I was in no humour (as your English saying is) to mince matters, in controlling this new outbreak on the part of my evergreen parent. I insisted on instantly removing him from Paris, and taking him on a continental tour. I was proof against his paternal embraces; I was deaf to his noble sentiments. He declared he should die on the road. When I look back at it now, I am amazed at my own cruelty. I said, "En route, Papa!"—and packed him up, and took him to Italy.
He became enamored, at intervals, now of one fair traveler and now of another, all through the journey from Paris to Rome. (Wonderful old man!) Arrived at Rome—that hotbed of the enemies of mankind—I saw my way to putting a moral extinguisher on the author of my being. The Eternal City contains three hundred and sixty-five churches, and (say) three million and sixty-five pictures. I insisted on his seeing them all—at the advanced age of seventy-five years! The sedative result followed, exactly as I had anticipated. I stupefied good Papa with churches and pictures—and then I tried him with a marble woman to begin with. He fell asleep before the Venus of the Capitol. When I saw that, I said to myself, Now he will do; Don Juan is reformed at last.
Lucilla's correspondence with me—at first cheerful—gradually assumed a desponding tone.
Six weeks had passed since her departure from Dimchurch; and still Oscar's letters held out no hope of his being able to join her in London. His recovery was advancing, but not so rapidly as his medical adviser had anticipated. It was possible—to look the worst in the face boldly—that he might not get the doctor's permission to leave Browndown before the time arrived for Lucilla's return to the rectory. In this event, he could only entreat her to be patient, and to remember that though he was gaining ground but slowly, he was still getting on. Under these circumstances, Lucilla was naturally vexed and dejected. She had never (she wrote), from her girlhood upward, spent such a miserable time with her aunt as she was spending now.
On reading this letter, I instantly smelt something wrong.
I corresponded with Oscar almost as frequently as with Lucilla. His last letter to me flatly contradicted his last letter to his promised wife. In writing to my address, he declared himself to be rapidly advancing towards recovery. Under the new treatment, the fits succeeded each other at longer and longer intervals, and endured a shorter and shorter time. Here then was plainly a depressing report sent to Lucilla, and an encouraging report sent to me.
What did it mean?
Oscar's next letter to me answered the question.
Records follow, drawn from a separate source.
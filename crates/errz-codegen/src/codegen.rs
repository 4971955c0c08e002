use crate::definition::DefinitionSet;
use crate::error::{CodegenError, Result};
use proc_macro2::TokenStream;
use quote::quote;
use std::collections::BTreeMap;

mod consts;
mod output;
mod types;
mod utils;

/// Name of the record type declared in generated code
pub const RECORD_TYPE: &str = "ErrorDef";
/// Name of the aggregate static listing every generated constant
pub const ALL_ERRORS: &str = "ERRORS";

/// Code generator for error definition sets.
///
/// Output is a single self-contained Rust module: supporting enums, one
/// record type, one `pub const` per error code, an `ERRORS` slice and a
/// `find` lookup. Codes are sorted byte-wise before anything is emitted, so
/// the same set always yields byte-identical text.
#[derive(Debug, Clone, Default)]
pub struct CodeGenerator {
    source_label: Option<String>,
}

impl CodeGenerator {
    /// Create a new code generator
    pub fn new() -> Self {
        Self::default()
    }

    /// Name the input (usually the definitions directory) in the file header
    pub fn with_source_label(mut self, label: impl Into<String>) -> Self {
        self.source_label = Some(label.into());
        self
    }

    /// Generate the token stream for `defs`
    pub fn generate_tokens(&self, defs: &DefinitionSet) -> Result<TokenStream> {
        if defs.is_empty() {
            return Err(CodegenError::NoDefinitions);
        }

        let sorted = defs.sorted();
        let idents = self.const_idents(sorted.iter().map(|(code, _)| *code))?;

        let support = self.generate_support_types();
        let consts = sorted
            .iter()
            .zip(&idents)
            .map(|((_, def), ident)| self.generate_const(ident, def))
            .collect::<Vec<_>>();
        let aggregate = self.generate_aggregate(&idents);

        Ok(quote! {
            #support
            #(#consts)*
            #aggregate
        })
    }

    /// Generate formatted Rust source for `defs`
    pub fn generate(&self, defs: &DefinitionSet) -> Result<String> {
        let tokens = self.generate_tokens(defs)?;
        self.format_file(tokens)
    }

    /// Map each code to its constant identifier, rejecting collisions.
    ///
    /// Codes are expected in sorted order; the identifiers come back in the
    /// same order.
    fn const_idents<'a>(&self, codes: impl Iterator<Item = &'a str>) -> Result<Vec<syn::Ident>> {
        let mut seen: BTreeMap<String, Vec<String>> = BTreeMap::new();
        let mut idents = Vec::new();

        for code in codes {
            let name = utils::const_name(code);
            seen.entry(name.clone()).or_default().push(code.to_string());
            idents.push(utils::make_ident(&name));
        }

        if let Some((name, codes)) = seen.into_iter().find(|(_, codes)| codes.len() > 1) {
            return Err(CodegenError::NameCollision { name, codes });
        }

        Ok(idents)
    }
}

#[cfg(test)]
mod tests {
    use super::*;
    use crate::definition::{Category, ErrorDefinition, Severity};

    fn set(defs: Vec<ErrorDefinition>) -> DefinitionSet {
        defs.into_iter().map(|d| (d.code.clone(), d)).collect()
    }

    fn full_def() -> ErrorDefinition {
        ErrorDefinition {
            domain: "test".into(),
            code: "TT0001".into(),
            msg: "Something went wrong".into(),
            cause: "Unknown".into(),
            http_status: Some(500),
            category: Some(Category::Internal),
            severity: Some(Severity::High),
            solution: Some("Try again later".into()),
            is_retryable: false,
            tags: vec!["internal".into(), "retry".into()],
        }
    }

    /// Pull the string literal assigned to `field` in the constant named `name`
    fn literal_field(file: &syn::File, name: &str, field: &str) -> String {
        for item in &file.items {
            let syn::Item::Const(item) = item else {
                continue;
            };
            if item.ident != name {
                continue;
            }
            let syn::Expr::Struct(expr) = item.expr.as_ref() else {
                panic!("{name} is not a struct literal");
            };
            for fv in &expr.fields {
                let syn::Member::Named(member) = &fv.member else {
                    continue;
                };
                if member != field {
                    continue;
                }
                let syn::Expr::Lit(syn::ExprLit {
                    lit: syn::Lit::Str(lit),
                    ..
                }) = &fv.expr
                else {
                    panic!("{name}.{field} is not a string literal");
                };
                return lit.value();
            }
        }
        panic!("no field {field} on const {name}");
    }

    #[test]
    fn test_generate_basic() {
        let code = CodeGenerator::new().generate(&set(vec![full_def()])).unwrap();

        assert!(code.starts_with("// @generated by errz-codegen. DO NOT EDIT."));
        assert!(code.contains("pub struct ErrorDef {"));
        assert!(code.contains("pub const TT0001: ErrorDef = ErrorDef {"));
        assert!(code.contains("code: \"TT0001\""));
        assert!(code.contains("http_status: Some(500)"));
        assert!(code.contains("category: Some(Category::Internal)"));
        assert!(code.contains("severity: Some(Severity::High)"));
        assert!(code.contains("solution: Some(\"Try again later\")"));
        assert!(code.contains("tags: &[\"internal\", \"retry\"]"));
        assert!(code.contains("pub static ERRORS: &[&ErrorDef] = &[&TT0001];"));
        assert!(code.contains("pub fn find(code: &str) -> Option<&'static ErrorDef>"));
    }

    #[test]
    fn test_generate_sorted_one_const_per_code() {
        let defs = set(vec![
            ErrorDefinition::new("z", "ZE0001", "z", "z"),
            ErrorDefinition::new("a", "AE0001", "a", "a"),
            ErrorDefinition::new("a", "AE0002", "a", "a"),
        ]);

        let code = CodeGenerator::new().generate(&defs).unwrap();
        let file = syn::parse_file(&code).expect("generated code parses");

        let consts: Vec<String> = file
            .items
            .iter()
            .filter_map(|item| match item {
                syn::Item::Const(c) => Some(c.ident.to_string()),
                _ => None,
            })
            .collect();
        assert_eq!(consts, vec!["AE0001", "AE0002", "ZE0001"]);
        assert!(code.contains("&[&AE0001, &AE0002, &ZE0001]"));
    }

    #[test]
    fn test_generate_empty_input() {
        let err = CodeGenerator::new()
            .generate(&DefinitionSet::new())
            .unwrap_err();
        assert!(matches!(err, CodegenError::NoDefinitions));
        assert_eq!(err.to_string(), "no error definitions provided");
    }

    #[test]
    fn test_escaped_literals_round_trip() {
        let tricky = [
            "quote \" and newline \\n",
            "multi\nline \"message\"",
            "back\\slash\ttab",
            "unicode ünïcödé and 'single'",
        ];

        for (i, text) in tricky.iter().enumerate() {
            let code = format!("TT000{i}");
            let mut def = ErrorDefinition::new("test", code.clone(), *text, *text);
            def.solution = Some(text.to_string());

            let source = CodeGenerator::new().generate(&set(vec![def])).unwrap();
            let file = syn::parse_file(&source).expect("generated code parses");
            assert_eq!(literal_field(&file, &code, "msg"), *text);
            assert_eq!(literal_field(&file, &code, "cause"), *text);
        }
    }

    #[test]
    fn test_escape_in_source_text() {
        let def = ErrorDefinition::new("test", "TT0001", "quote \" and newline \\n", "c");
        let code = CodeGenerator::new().generate(&set(vec![def])).unwrap();
        assert!(code.contains(r#"msg: "quote \" and newline \\n""#));
    }

    #[test]
    fn test_deterministic_output() {
        let defs: Vec<_> = (0..50)
            .map(|i| ErrorDefinition::new("d", format!("AB{i:04}"), format!("m{i}"), "c"))
            .collect();

        let first = CodeGenerator::new().generate(&set(defs.clone())).unwrap();
        let reversed: Vec<_> = defs.into_iter().rev().collect();
        let second = CodeGenerator::new().generate(&set(reversed)).unwrap();
        assert_eq!(first, second);
    }

    #[test]
    fn test_name_collision() {
        let defs = set(vec![
            ErrorDefinition::new("d", "ab-0001", "m", "c"),
            ErrorDefinition::new("d", "AB_0001", "m", "c"),
        ]);
        let err = CodeGenerator::new().generate(&defs).unwrap_err();
        match err {
            CodegenError::NameCollision { name, codes } => {
                assert_eq!(name, "AB_0001");
                assert_eq!(codes, vec!["AB_0001", "ab-0001"]);
            }
            other => panic!("unexpected error: {other:?}"),
        }
    }

    #[test]
    fn test_source_label_in_header() {
        let code = CodeGenerator::new()
            .with_source_label("definitions")
            .generate(&set(vec![full_def()]))
            .unwrap();
        assert!(code.contains("// Source: definitions\n"));
    }
}
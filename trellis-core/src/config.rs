//! Renderer configuration.
//!
//! Configuration is plain serde data so that hosts can load it from whatever
//! format they already use (JSON in the tests below).

use serde::{Deserialize, Serialize};

/// What the reconciler does when a children list repeats a key.
#[derive(Debug, Clone, Copy, PartialEq, Eq, Default, Serialize, Deserialize)]
#[serde(rename_all = "snake_case")]
pub enum DuplicateKeyPolicy {
    /// Fail the render with [`Error::DuplicateKey`](crate::Error::DuplicateKey).
    #[default]
    Reject,
    /// Log a warning and let the last occurrence win the key lookup.
    Warn,
    /// Silently let the last occurrence win.
    Allow,
}

/// Options for a [`Renderer`](crate::renderer::Renderer).
#[derive(Debug, Clone, Default, PartialEq, Eq, Serialize, Deserialize)]
#[serde(default)]
pub struct RendererConfig {
    /// Handling of repeated keys within one children list.
    pub duplicate_keys: DuplicateKeyPolicy,
}

impl RendererConfig {
    /// Parse a configuration from a JSON document.
    pub fn from_json(source: &str) -> Result<Self, serde_json::Error> {
        serde_json::from_str(source)
    }
}

#[cfg(test)]
mod tests {
    use super::*;

    #[test]
    fn default_rejects_duplicates() {
        assert_eq!(
            RendererConfig::default().duplicate_keys,
            DuplicateKeyPolicy::Reject
        );
    }

    #[test]
    fn parses_from_json() {
        let config = RendererConfig::from_json(r#"{ "duplicate_keys": "warn" }"#).unwrap();
        assert_eq!(config.duplicate_keys, DuplicateKeyPolicy::Warn);

        let config = RendererConfig::from_json("{}").unwrap();
        assert_eq!(config, RendererConfig::default());
    }
}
"I told you in my last" (he wrote), "that the discoloration of my skin had begun. The complexion which you were once so good as to admire, has disappeared for ever. I am now of a livid ashen color—so like death, that I sometimes startle myself when I look in the glass. In about six weeks more, as the doctor calculates, this will deepen to a blackish blue; and then, 'the saturation' (as he calls it) will be complete.